Write the material out again, line by line, exactly as it is.

» **EXERCISE INPUT**
--- START ---
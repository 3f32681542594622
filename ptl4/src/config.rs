//! Interface configuration and tunable parameters.

use std::sync::Arc;

use crate::shmem::ShmemJob;
use crate::soft::SoftFabric;
use crate::types::{NiOptions, ProcessId};

/// Enumerated runtime parameters, overridable from the environment.
/// Additions require touching this enum; there is no string registry.
#[derive(Debug, Clone, Copy, PartialEq, Eq)]
pub enum Param {
    /// Work completions polled per progress iteration.
    WcCount,
    /// Receive buffers reposted per refill batch.
    SrqRepostSize,
    /// Connection-manager step timeout in milliseconds.
    RdmaTimeout,
    /// Largest payload carried in-band with the request header.
    MaxInline,
    /// Log verbosity applied to the logger at interface init.
    LogLevel,
}

impl Param {
    fn env_name(self) -> &'static str {
        match self {
            Param::WcCount => "PTL_WC_COUNT",
            Param::SrqRepostSize => "PTL_SRQ_REPOST_SIZE",
            Param::RdmaTimeout => "PTL_RDMA_TIMEOUT",
            Param::MaxInline => "PTL_MAX_INLINE",
            Param::LogLevel => "PTL_LOG_LEVEL",
        }
    }

    fn default_value(self) -> u64 {
        match self {
            Param::WcCount => 16,
            Param::SrqRepostSize => 16,
            Param::RdmaTimeout => 2000,
            Param::MaxInline => 512,
            Param::LogLevel => 0,
        }
    }

    /// Resolve the parameter: environment override, else the default.
    pub fn get(self) -> u64 {
        std::env::var(self.env_name())
            .ok()
            .and_then(|v| v.parse().ok())
            .unwrap_or_else(|| self.default_value())
    }
}

/// Resolve `PTL_LOG_LEVEL` into a logger level filter.
pub fn log_level_filter() -> log::LevelFilter {
    match Param::LogLevel.get() {
        0 => log::LevelFilter::Error,
        1 => log::LevelFilter::Warn,
        2 => log::LevelFilter::Info,
        3 => log::LevelFilter::Debug,
        _ => log::LevelFilter::Trace,
    }
}

/// Implementation limits advertised by an interface.
#[derive(Debug, Clone, Copy)]
pub struct NiLimits {
    pub max_pt_index: u32,
    pub max_msg_size: u64,
    pub max_atomic_size: u64,
    pub max_entries: usize,
    pub max_mds: usize,
    pub max_cts: usize,
    pub max_eqs: usize,
    pub max_unexpected: usize,
}

impl Default for NiLimits {
    fn default() -> Self {
        Self {
            max_pt_index: 63,
            max_msg_size: 1 << 30,
            max_atomic_size: 512,
            max_entries: 1024,
            max_mds: 1024,
            max_cts: 256,
            max_eqs: 64,
            max_unexpected: 1024,
        }
    }
}

/// Shared-memory attachment for co-located peers.
#[derive(Clone)]
pub struct ShmemAttach {
    pub job: Arc<ShmemJob>,
    pub local_rank: u32,
}

/// Configuration for one network interface.
#[derive(Clone)]
pub struct NiConfig {
    pub options: NiOptions,
    pub id: ProcessId,
    pub uid: u32,
    pub limits: NiLimits,
    pub fabric: Arc<SoftFabric>,
    pub shmem: Option<ShmemAttach>,
    /// Replace blocking waits with pause-instruction polling.
    pub hard_polling: bool,
    /// Message buffers preallocated per interface.
    pub num_buffers: usize,
    /// Receive buffers kept posted with the transport.
    pub srq_depth: usize,
}

impl NiConfig {
    pub fn new(fabric: Arc<SoftFabric>, id: ProcessId, options: NiOptions) -> Self {
        Self {
            options,
            id,
            uid: 0,
            limits: NiLimits::default(),
            fabric,
            shmem: None,
            hard_polling: false,
            num_buffers: 256,
            srq_depth: 64,
        }
    }

    pub fn with_uid(mut self, uid: u32) -> Self {
        self.uid = uid;
        self
    }

    pub fn with_limits(mut self, limits: NiLimits) -> Self {
        self.limits = limits;
        self
    }

    pub fn with_shmem(mut self, job: Arc<ShmemJob>, local_rank: u32) -> Self {
        self.shmem = Some(ShmemAttach { job, local_rank });
        self
    }

    pub fn with_hard_polling(mut self, on: bool) -> Self {
        self.hard_polling = on;
        self
    }

    pub fn with_num_buffers(mut self, n: usize) -> Self {
        self.num_buffers = n;
        self
    }

    pub fn with_srq_depth(mut self, n: usize) -> Self {
        self.srq_depth = n;
        self
    }
}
--- END ---
» **FINISHED TASK**
repository 3f32681542594622
filename ptl4/src/config.rs
//! Interface configuration and tunable parameters.

use std::sync::Arc;

use crate::shmem::ShmemJob;
use crate::soft::SoftFabric;
use crate::types::{NiOptions, ProcessId};

/// Enumerated runtime parameters, overridable from the environment.
/// Additions require touching this enum; there is no string registry.
#[derive(Debug, Clone, Copy, PartialEq, Eq)]
pub enum Param {
    /// Work completions polled per progress iteration.
    WcCount,
    /// Receive buffers reposted per refill batch.
    SrqRepostSize,
    /// Connection-manager step timeout in milliseconds.
    RdmaTimeout,
    /// Largest payload carried in-band with the request header.
    MaxInline,
    /// Log verbosity applied to the logger at interface init.
    LogLevel,
}

impl Param {
    fn env_name(self) -> &'static str {
        match self {
            Param::WcCount => "PTL_WC_COUNT",
            Param::SrqRepostSize => "PTL_SRQ_REPOST_SIZE",
            Param::RdmaTimeout => "PTL_RDMA_TIMEOUT",
            Param::MaxInline => "PTL_MAX_INLINE",
            Param::LogLevel => "PTL_LOG_LEVEL",
        }
    }

    fn default_value(self) -> u64 {
        match self {
            Param::WcCount => 16,
            Param::SrqRepostSize => 16,
            Param::RdmaTimeout => 2000,
            Param::MaxInline => 512,
            Param::LogLevel => 0,
        }
    }

    /// Resolve the parameter: environment override, else the default.
    pub fn get(self) -> u64 {
        std::env::var(self.env_name())
            .ok()
            .and_then(|v| v.parse().ok())
            .unwrap_or_else(|| self.default_value())
    }
}

/// Resolve `PTL_LOG_LEVEL` into a logger level filter.
pub fn log_level_filter() -> log::LevelFilter {
    match Param::LogLevel.get() {
        0 => log::LevelFilter::Error,
        1 => log::LevelFilter::Warn,
        2 => log::LevelFilter::Info,
        3 => log::LevelFilter::Debug,
        _ => log::LevelFilter::Trace,
    }
}

/// Implementation limits advertised by an interface.
#[derive(Debug, Clone, Copy)]
pub struct NiLimits {
    pub max_pt_index: u32,
    pub max_msg_size: u64,
    pub max_atomic_size: u64,
    pub max_entries: usize,
    pub max_mds: usize,
    pub max_cts: usize,
    pub max_eqs: usize,
    pub max_unexpected: usize,
}

impl Default for NiLimits {
    fn default() -> Self {
        Self {
            max_pt_index: 63,
            max_msg_size: 1 << 30,
            max_atomic_size: 512,
            max_entries: 1024,
            max_mds: 1024,
            max_cts: 256,
            max_eqs: 64,
            max_unexpected: 1024,
        }
    }
}

/// Shared-memory attachment for co-located peers.
#[derive(Clone)]
pub struct ShmemAttach {
    pub job: Arc<ShmemJob>,
    pub local_rank: u32,
}

/// Configuration for one network interface.
#[derive(Clone)]
pub struct NiConfig {
    pub options: NiOptions,
    pub id: ProcessId,
    pub uid: u32,
    pub limits: NiLimits,
    pub fabric: Arc<SoftFabric>,
    pub shmem: Option<ShmemAttach>,
    /// Replace blocking waits with pause-instruction polling.
    pub hard_polling: bool,
    /// Message buffers preallocated per interface.
    pub num_buffers: usize,
    /// Receive buffers kept posted with the transport.
    pub srq_depth: usize,
}

impl NiConfig {
    pub fn new(fabric: Arc<SoftFabric>, id: ProcessId, options: NiOptions) -> Self {
        Self {
            options,
            id,
            uid: 0,
            limits: NiLimits::default(),
            fabric,
            shmem: None,
            hard_polling: false,
            num_buffers: 256,
            srq_depth: 64,
        }
    }

    pub fn with_uid(mut self, uid: u32) -> Self {
        self.uid = uid;
        self
    }

    pub fn with_limits(mut self, limits: NiLimits) -> Self {
        self.limits = limits;
        self
    }

    pub fn with_shmem(mut self, job: Arc<ShmemJob>, local_rank: u32) -> Self {
        self.shmem = Some(ShmemAttach { job, local_rank });
        self
    }

    pub fn with_hard_polling(mut self, on: bool) -> Self {
        self.hard_polling = on;
        self
    }

    pub fn with_num_buffers(mut self, n: usize) -> Self {
        self.num_buffers = n;
        self
    }

    pub fn with_srq_depth(mut self, n: usize) -> Self {
        self.srq_depth = n;
        self
    }
}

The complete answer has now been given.